#### Recorded data
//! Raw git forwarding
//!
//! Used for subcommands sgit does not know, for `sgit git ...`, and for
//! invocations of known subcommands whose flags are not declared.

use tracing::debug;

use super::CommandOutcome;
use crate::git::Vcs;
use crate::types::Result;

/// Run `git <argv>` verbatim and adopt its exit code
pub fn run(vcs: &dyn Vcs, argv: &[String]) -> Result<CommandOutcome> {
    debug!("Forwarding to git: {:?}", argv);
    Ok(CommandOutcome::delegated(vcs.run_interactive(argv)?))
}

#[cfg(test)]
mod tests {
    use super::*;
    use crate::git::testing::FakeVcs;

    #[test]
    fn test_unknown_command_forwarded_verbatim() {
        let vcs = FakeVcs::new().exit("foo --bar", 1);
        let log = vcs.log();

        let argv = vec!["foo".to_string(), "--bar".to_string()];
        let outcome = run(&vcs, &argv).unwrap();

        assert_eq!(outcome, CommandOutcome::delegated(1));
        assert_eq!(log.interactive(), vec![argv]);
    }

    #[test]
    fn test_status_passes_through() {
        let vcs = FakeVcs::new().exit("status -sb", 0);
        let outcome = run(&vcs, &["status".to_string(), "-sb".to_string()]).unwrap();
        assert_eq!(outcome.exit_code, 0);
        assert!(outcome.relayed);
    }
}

...

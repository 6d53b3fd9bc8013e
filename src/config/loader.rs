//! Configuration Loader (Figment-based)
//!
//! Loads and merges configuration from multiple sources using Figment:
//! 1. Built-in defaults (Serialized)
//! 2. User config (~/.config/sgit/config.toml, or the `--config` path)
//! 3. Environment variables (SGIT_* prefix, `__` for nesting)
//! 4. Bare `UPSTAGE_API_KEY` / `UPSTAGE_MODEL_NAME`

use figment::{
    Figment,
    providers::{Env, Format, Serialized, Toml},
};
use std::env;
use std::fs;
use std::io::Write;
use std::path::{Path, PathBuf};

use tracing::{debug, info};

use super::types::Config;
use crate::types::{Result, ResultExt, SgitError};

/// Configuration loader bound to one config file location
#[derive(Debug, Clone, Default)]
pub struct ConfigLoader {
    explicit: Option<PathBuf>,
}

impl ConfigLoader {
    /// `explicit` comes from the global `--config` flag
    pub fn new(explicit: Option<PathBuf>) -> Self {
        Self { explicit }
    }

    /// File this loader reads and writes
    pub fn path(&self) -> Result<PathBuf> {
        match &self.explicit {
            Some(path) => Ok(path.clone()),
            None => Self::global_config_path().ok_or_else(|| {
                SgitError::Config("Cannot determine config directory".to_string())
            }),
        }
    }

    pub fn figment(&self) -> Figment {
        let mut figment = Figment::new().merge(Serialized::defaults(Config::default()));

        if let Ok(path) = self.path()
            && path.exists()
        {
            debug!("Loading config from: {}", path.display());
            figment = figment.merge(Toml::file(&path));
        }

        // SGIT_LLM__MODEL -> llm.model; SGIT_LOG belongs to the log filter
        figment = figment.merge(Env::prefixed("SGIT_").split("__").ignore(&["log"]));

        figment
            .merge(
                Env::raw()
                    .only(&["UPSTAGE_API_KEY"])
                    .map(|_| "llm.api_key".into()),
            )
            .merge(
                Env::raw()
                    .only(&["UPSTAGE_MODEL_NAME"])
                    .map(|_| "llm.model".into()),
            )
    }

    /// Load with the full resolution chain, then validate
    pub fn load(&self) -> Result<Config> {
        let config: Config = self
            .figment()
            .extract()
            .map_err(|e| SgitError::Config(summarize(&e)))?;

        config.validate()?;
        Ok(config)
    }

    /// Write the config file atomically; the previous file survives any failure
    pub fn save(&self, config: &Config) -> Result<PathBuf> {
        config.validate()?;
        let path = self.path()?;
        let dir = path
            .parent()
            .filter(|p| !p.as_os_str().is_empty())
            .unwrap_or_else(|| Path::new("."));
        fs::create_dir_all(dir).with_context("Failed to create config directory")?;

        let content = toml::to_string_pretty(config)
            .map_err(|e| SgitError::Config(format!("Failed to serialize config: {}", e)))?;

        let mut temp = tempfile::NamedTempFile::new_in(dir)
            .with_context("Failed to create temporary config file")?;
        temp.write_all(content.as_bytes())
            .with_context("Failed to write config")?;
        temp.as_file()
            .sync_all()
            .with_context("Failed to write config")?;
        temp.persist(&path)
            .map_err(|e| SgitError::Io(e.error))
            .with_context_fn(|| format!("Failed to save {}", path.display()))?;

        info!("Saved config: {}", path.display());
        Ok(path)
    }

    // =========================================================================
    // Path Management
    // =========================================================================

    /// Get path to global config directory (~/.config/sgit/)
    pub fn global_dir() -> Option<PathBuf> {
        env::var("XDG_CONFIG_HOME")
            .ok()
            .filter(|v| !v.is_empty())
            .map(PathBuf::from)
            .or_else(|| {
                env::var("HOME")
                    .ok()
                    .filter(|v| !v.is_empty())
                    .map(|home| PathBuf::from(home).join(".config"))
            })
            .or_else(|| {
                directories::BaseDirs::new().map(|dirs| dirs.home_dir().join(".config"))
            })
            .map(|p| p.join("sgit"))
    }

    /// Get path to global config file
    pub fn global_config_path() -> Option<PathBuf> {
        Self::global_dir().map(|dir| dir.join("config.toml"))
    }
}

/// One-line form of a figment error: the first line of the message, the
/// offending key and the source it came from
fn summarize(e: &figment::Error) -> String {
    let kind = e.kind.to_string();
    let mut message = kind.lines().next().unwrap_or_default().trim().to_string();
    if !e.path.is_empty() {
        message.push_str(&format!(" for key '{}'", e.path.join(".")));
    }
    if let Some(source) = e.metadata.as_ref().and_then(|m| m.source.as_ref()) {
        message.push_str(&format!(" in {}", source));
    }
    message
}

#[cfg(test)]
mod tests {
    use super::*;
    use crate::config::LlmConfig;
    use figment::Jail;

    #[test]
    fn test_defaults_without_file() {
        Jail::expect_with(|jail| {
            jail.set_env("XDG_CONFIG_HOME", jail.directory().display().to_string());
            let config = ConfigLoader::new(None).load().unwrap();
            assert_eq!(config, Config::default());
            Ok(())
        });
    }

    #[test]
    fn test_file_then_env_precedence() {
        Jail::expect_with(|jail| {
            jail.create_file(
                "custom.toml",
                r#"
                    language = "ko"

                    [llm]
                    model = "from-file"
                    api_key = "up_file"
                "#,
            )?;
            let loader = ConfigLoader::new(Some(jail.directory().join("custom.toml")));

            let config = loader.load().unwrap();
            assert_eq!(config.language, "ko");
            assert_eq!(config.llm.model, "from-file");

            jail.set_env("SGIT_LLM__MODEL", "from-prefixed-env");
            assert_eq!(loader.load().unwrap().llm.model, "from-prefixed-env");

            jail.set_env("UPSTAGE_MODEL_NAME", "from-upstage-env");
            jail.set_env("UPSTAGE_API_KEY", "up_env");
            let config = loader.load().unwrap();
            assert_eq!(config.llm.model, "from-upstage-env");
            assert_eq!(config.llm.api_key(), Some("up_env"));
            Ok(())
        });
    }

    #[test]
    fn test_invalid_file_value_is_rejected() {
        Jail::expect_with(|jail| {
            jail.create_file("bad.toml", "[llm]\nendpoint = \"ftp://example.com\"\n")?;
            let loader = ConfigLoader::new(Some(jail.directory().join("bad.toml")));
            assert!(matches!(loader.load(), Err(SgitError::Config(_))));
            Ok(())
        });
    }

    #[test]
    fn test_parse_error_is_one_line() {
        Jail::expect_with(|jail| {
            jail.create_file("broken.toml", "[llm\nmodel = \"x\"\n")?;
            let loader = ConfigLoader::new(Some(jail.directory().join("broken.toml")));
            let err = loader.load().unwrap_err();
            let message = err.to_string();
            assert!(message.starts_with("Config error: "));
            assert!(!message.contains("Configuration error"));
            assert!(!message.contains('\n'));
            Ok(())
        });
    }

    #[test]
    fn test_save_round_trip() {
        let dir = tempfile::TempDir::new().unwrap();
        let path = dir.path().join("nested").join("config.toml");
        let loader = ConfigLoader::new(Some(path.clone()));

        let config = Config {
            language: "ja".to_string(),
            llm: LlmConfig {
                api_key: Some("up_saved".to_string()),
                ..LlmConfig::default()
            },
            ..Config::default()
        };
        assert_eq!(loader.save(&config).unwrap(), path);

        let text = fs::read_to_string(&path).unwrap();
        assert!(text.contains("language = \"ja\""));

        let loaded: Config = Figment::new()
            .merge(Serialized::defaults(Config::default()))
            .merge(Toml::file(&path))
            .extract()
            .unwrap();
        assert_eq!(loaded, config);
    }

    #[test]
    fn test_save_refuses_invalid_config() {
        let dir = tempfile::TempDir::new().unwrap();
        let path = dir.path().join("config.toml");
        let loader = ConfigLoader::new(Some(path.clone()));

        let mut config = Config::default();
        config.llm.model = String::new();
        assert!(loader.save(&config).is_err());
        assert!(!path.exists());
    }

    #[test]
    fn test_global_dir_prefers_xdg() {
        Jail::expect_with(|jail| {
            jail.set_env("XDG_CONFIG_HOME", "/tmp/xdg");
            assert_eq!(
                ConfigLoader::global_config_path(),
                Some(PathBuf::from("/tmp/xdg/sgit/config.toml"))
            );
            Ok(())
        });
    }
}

--

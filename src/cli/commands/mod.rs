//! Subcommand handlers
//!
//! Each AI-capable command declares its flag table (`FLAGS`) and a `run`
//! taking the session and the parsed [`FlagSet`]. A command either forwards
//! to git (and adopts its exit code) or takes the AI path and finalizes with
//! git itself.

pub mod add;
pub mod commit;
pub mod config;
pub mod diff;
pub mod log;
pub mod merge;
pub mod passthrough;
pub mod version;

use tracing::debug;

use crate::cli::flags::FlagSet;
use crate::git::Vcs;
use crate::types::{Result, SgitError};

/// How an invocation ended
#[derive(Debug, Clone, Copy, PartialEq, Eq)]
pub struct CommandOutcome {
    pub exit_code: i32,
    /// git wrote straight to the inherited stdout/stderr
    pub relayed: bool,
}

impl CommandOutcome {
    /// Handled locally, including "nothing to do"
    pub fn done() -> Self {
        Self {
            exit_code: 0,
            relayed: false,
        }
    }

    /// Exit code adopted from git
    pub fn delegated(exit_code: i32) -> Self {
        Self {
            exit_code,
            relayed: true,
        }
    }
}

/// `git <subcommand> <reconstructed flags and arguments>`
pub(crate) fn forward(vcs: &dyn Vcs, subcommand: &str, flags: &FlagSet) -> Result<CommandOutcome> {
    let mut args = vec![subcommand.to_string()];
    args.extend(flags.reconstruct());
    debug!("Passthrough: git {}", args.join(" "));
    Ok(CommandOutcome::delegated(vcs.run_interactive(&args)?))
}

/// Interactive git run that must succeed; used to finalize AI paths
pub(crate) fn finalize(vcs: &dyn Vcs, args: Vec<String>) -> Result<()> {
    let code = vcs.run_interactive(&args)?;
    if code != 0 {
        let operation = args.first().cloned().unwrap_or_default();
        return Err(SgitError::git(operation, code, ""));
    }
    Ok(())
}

#### Exercise prompt
Report every line from the material above that mentions the word "args".

#### Response
    let mut args = vec![subcommand.to_string()];
    args.extend(flags.reconstruct());
    debug!("Passthrough: git {}", args.join(" "));
    Ok(CommandOutcome::delegated(vcs.run_interactive(&args)?))
pub(crate) fn finalize(vcs: &dyn Vcs, args: Vec<String>) -> Result<()> {
    let code = vcs.run_interactive(&args)?;
        let operation = args.first().cloned().unwrap_or_default();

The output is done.